Exercise goal
Gather each line of the records where "const" appears.

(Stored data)
----
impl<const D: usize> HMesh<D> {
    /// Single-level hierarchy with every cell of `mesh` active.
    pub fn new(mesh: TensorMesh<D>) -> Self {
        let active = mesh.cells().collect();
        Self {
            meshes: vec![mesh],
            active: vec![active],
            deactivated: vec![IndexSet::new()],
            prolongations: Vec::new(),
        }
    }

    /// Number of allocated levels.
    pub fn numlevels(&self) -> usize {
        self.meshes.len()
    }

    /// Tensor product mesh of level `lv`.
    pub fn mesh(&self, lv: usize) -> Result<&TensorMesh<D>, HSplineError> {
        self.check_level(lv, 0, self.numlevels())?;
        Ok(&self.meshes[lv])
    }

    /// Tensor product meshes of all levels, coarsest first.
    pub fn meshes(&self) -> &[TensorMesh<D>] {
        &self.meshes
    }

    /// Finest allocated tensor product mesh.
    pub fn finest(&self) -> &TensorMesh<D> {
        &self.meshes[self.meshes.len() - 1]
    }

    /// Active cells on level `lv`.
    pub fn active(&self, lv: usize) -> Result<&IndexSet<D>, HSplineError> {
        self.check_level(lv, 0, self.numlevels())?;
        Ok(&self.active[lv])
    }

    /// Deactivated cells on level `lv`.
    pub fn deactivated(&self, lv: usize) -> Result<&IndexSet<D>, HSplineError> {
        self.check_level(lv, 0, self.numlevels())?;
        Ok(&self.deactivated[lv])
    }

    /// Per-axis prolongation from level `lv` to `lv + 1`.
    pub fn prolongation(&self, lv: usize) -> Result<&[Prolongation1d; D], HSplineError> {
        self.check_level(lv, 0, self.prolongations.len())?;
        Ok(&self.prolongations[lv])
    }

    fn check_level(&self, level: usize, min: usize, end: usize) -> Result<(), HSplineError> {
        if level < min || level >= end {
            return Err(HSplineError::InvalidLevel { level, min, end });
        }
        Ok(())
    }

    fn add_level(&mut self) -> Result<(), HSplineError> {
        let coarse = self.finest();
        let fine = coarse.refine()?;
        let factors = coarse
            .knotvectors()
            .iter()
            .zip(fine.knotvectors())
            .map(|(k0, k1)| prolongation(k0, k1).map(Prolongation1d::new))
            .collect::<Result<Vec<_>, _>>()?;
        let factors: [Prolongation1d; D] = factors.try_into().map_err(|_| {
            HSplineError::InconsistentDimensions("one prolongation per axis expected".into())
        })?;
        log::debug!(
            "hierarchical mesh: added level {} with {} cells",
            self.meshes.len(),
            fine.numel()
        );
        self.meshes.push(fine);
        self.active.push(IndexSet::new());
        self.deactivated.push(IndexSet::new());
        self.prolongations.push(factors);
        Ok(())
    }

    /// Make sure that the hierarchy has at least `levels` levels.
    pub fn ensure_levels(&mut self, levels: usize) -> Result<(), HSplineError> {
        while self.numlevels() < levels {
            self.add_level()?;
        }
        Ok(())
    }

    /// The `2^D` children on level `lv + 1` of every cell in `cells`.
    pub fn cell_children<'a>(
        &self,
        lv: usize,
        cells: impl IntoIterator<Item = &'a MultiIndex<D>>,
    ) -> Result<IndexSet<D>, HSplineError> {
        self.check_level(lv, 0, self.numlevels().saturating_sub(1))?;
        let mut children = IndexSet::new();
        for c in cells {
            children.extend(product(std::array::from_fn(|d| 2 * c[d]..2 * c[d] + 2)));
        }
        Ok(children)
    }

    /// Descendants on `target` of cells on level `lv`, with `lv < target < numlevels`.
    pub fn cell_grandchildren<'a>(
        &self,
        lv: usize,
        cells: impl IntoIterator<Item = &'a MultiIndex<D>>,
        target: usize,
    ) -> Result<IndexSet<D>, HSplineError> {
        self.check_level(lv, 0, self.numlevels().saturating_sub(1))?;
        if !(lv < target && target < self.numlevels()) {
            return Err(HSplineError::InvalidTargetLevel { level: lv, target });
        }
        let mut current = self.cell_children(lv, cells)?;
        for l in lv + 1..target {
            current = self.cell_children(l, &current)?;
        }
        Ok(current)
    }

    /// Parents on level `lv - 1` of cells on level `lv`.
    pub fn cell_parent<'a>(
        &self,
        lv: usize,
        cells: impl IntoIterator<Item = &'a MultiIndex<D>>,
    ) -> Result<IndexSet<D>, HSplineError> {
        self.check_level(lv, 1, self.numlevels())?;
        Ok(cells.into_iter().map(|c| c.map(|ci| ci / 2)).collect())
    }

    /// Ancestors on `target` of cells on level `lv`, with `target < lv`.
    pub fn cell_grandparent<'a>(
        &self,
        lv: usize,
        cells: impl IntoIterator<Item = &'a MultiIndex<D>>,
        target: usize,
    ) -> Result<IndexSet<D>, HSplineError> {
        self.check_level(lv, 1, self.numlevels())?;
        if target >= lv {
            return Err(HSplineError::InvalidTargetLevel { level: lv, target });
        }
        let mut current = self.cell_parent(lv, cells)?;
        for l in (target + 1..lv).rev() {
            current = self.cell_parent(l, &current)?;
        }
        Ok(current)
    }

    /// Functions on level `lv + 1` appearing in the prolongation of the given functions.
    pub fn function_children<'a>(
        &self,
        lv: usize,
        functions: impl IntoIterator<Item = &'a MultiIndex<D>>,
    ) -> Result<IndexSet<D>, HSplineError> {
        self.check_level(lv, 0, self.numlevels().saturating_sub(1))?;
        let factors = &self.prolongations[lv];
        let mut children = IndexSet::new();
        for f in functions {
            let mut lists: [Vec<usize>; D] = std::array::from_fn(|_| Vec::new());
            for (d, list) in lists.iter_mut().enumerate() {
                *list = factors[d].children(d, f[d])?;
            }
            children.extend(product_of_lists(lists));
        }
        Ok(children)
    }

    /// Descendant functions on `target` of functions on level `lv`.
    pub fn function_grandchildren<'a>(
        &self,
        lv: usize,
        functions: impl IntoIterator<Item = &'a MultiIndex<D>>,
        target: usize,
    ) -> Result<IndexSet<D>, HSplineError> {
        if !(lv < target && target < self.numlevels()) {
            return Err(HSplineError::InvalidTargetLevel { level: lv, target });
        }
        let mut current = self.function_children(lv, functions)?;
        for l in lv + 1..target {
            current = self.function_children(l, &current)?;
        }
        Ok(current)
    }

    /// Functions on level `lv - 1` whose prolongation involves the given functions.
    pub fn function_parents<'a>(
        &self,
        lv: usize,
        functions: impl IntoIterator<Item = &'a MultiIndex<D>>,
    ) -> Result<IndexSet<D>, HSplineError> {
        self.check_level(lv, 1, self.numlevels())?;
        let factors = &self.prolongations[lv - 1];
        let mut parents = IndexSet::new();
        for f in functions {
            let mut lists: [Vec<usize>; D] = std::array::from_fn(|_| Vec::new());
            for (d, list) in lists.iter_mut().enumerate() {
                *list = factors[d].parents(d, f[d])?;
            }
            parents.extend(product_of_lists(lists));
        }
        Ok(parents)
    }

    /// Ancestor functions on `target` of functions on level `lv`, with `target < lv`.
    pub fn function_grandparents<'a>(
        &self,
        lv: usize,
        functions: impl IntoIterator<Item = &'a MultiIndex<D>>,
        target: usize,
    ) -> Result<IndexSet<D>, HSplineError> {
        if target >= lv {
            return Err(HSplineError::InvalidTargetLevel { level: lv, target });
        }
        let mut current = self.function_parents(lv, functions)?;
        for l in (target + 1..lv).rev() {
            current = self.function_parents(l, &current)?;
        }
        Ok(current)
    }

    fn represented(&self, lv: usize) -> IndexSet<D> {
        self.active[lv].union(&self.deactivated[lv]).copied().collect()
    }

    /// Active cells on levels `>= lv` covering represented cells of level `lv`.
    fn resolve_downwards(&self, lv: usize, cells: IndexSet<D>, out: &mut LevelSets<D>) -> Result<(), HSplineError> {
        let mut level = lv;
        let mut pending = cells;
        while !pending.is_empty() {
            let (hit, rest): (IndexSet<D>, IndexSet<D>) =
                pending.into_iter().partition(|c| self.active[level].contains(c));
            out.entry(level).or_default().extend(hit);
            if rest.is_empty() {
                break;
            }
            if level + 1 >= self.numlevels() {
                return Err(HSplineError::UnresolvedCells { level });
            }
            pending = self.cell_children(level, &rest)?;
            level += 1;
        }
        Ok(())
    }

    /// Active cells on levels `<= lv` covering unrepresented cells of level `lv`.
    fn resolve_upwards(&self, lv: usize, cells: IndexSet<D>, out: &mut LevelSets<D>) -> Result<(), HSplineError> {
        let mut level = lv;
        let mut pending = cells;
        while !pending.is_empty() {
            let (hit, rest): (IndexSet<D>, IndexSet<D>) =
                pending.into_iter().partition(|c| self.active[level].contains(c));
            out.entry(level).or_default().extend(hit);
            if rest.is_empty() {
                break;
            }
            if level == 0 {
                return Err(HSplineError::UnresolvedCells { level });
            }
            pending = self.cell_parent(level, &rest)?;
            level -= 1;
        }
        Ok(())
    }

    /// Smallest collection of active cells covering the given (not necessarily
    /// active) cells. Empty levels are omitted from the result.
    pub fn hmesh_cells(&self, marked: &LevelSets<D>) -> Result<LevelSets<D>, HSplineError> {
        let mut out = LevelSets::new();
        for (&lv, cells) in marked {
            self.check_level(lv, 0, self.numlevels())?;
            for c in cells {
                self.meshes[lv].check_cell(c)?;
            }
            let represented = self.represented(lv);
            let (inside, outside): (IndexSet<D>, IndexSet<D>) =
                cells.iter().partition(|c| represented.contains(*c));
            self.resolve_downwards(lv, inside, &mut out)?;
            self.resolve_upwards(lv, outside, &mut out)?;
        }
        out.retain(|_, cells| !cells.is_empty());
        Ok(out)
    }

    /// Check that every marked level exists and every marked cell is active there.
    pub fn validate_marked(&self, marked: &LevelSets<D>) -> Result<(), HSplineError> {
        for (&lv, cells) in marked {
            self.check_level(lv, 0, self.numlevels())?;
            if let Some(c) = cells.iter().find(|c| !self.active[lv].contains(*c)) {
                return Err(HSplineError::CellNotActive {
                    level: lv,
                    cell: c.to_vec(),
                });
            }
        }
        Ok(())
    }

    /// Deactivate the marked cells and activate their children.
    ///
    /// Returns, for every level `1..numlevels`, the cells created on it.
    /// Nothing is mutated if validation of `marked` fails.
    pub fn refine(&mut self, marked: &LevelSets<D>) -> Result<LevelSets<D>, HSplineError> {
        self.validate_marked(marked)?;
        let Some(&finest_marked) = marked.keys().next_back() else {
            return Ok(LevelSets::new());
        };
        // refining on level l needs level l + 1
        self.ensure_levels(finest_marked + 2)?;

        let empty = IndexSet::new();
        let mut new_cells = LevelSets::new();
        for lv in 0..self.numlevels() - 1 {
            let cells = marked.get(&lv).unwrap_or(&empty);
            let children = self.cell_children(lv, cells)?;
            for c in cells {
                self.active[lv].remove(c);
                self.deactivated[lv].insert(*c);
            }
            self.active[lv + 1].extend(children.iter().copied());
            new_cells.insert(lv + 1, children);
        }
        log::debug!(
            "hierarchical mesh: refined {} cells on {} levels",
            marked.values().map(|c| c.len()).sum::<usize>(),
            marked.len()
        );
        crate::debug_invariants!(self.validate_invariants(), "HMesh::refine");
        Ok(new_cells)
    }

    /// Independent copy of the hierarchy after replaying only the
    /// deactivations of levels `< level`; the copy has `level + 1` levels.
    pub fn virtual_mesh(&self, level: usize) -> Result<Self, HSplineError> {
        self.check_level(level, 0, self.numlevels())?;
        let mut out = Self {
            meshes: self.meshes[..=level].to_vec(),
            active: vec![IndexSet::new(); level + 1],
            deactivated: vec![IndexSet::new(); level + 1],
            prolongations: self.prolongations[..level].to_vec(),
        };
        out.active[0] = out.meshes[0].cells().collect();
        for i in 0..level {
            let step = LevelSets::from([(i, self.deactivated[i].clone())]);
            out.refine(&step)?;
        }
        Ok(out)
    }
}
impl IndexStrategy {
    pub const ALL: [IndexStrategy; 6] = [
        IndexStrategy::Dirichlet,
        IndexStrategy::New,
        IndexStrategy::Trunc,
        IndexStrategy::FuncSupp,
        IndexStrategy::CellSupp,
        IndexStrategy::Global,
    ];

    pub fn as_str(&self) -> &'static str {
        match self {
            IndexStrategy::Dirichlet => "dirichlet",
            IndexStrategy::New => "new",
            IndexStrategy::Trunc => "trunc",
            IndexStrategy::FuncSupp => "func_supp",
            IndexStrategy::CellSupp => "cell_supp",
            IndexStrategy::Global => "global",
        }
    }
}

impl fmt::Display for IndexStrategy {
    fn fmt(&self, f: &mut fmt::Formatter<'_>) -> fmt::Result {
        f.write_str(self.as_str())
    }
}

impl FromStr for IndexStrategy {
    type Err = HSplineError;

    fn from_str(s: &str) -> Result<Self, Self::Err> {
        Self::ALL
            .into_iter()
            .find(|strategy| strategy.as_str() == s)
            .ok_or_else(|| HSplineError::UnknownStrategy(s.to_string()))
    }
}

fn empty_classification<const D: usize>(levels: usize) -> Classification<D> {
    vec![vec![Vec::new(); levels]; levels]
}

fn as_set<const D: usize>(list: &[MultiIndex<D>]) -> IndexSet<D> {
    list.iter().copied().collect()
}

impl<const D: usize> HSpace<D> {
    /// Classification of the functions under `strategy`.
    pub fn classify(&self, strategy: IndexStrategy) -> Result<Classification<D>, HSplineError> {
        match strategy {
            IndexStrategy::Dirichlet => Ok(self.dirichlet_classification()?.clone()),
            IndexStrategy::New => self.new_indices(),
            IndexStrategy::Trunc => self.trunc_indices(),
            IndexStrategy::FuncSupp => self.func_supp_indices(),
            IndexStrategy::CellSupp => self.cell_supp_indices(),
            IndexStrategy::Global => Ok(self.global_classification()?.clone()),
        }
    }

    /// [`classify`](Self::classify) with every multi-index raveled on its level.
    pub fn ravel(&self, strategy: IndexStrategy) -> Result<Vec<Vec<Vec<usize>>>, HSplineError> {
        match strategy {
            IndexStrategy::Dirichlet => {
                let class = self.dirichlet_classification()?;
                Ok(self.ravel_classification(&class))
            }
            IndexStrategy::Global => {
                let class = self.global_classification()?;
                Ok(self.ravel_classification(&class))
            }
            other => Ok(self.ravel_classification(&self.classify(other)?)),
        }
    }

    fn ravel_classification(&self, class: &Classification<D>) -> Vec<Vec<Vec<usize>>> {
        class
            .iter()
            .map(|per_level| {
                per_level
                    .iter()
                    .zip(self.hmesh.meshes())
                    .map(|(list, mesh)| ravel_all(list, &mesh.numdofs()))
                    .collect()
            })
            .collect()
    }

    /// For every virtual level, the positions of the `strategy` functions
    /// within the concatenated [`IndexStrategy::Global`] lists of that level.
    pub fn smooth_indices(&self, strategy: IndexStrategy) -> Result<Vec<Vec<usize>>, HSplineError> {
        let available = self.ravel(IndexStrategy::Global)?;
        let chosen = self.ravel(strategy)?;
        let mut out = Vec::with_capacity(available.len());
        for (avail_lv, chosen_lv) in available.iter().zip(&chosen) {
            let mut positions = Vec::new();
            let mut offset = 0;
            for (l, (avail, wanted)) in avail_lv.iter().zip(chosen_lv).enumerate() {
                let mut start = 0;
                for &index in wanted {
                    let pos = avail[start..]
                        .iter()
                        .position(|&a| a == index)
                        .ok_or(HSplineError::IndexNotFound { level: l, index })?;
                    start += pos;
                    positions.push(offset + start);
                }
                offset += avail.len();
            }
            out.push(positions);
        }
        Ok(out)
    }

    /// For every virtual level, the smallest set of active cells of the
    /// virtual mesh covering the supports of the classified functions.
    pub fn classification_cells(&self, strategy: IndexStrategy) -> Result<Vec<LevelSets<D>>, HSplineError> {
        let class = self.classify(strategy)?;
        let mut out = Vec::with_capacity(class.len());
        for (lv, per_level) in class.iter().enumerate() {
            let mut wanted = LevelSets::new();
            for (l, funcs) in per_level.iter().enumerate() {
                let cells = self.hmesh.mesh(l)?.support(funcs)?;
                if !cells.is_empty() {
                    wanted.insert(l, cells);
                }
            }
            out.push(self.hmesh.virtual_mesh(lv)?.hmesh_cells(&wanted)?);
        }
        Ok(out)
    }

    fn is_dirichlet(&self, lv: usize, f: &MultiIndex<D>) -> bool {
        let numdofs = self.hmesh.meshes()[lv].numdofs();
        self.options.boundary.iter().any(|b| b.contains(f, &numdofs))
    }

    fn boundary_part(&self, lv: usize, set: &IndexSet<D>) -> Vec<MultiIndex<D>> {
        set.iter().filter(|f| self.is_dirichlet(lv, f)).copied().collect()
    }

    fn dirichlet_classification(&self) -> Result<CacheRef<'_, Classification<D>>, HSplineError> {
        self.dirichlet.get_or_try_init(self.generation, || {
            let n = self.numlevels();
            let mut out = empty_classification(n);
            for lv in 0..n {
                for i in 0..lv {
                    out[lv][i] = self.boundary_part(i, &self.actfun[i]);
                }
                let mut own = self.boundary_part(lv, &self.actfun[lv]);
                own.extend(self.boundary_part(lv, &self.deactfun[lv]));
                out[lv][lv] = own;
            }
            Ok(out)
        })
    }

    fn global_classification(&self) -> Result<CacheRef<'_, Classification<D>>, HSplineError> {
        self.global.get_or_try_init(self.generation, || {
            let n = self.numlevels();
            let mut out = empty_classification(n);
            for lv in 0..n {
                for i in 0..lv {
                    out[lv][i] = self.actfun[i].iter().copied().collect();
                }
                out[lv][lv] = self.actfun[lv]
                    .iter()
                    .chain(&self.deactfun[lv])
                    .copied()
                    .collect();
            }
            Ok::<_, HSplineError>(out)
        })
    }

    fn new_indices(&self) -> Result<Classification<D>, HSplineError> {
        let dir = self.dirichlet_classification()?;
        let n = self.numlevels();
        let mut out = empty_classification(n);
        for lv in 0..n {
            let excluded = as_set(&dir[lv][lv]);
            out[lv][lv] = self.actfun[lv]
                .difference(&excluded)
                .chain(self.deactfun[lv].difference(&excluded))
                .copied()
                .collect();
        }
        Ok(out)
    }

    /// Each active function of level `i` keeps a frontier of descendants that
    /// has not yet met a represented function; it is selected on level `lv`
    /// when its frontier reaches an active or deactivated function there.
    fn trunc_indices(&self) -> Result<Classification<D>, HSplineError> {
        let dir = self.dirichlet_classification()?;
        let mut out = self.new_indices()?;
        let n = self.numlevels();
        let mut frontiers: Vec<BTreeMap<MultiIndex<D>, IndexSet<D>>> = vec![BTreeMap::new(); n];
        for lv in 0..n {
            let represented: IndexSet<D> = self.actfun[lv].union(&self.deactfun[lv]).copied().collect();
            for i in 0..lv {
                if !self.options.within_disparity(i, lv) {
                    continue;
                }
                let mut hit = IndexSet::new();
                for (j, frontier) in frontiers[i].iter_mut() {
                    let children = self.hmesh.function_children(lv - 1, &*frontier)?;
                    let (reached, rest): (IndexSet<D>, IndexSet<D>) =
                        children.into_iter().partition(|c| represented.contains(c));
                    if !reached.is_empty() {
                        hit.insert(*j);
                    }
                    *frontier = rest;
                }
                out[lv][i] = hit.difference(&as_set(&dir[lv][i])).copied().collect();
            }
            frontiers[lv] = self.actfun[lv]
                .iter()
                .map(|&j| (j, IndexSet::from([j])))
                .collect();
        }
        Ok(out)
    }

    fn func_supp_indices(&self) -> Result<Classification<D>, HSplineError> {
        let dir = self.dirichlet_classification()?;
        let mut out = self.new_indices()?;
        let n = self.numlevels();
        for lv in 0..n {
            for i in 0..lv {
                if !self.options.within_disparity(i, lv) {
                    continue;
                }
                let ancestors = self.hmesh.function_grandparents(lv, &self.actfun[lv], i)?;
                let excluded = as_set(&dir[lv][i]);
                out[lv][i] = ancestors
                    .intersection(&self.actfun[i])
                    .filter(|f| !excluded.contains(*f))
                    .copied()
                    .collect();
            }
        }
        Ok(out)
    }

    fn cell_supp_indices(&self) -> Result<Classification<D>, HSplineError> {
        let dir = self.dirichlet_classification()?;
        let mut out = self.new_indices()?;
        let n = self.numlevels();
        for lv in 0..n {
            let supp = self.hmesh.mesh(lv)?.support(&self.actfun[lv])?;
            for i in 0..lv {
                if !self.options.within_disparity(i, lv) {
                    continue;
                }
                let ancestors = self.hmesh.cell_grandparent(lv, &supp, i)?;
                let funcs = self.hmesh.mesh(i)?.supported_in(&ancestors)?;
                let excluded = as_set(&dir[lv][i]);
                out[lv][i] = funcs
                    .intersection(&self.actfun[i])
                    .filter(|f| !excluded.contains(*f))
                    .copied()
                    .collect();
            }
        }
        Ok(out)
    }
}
----
Written answer
impl<const D: usize> HMesh<D> {
    pub const ALL: [IndexStrategy; 6] = [
fn empty_classification<const D: usize>(levels: usize) -> Classification<D> {
fn as_set<const D: usize>(list: &[MultiIndex<D>]) -> IndexSet<D> {
impl<const D: usize> HSpace<D> {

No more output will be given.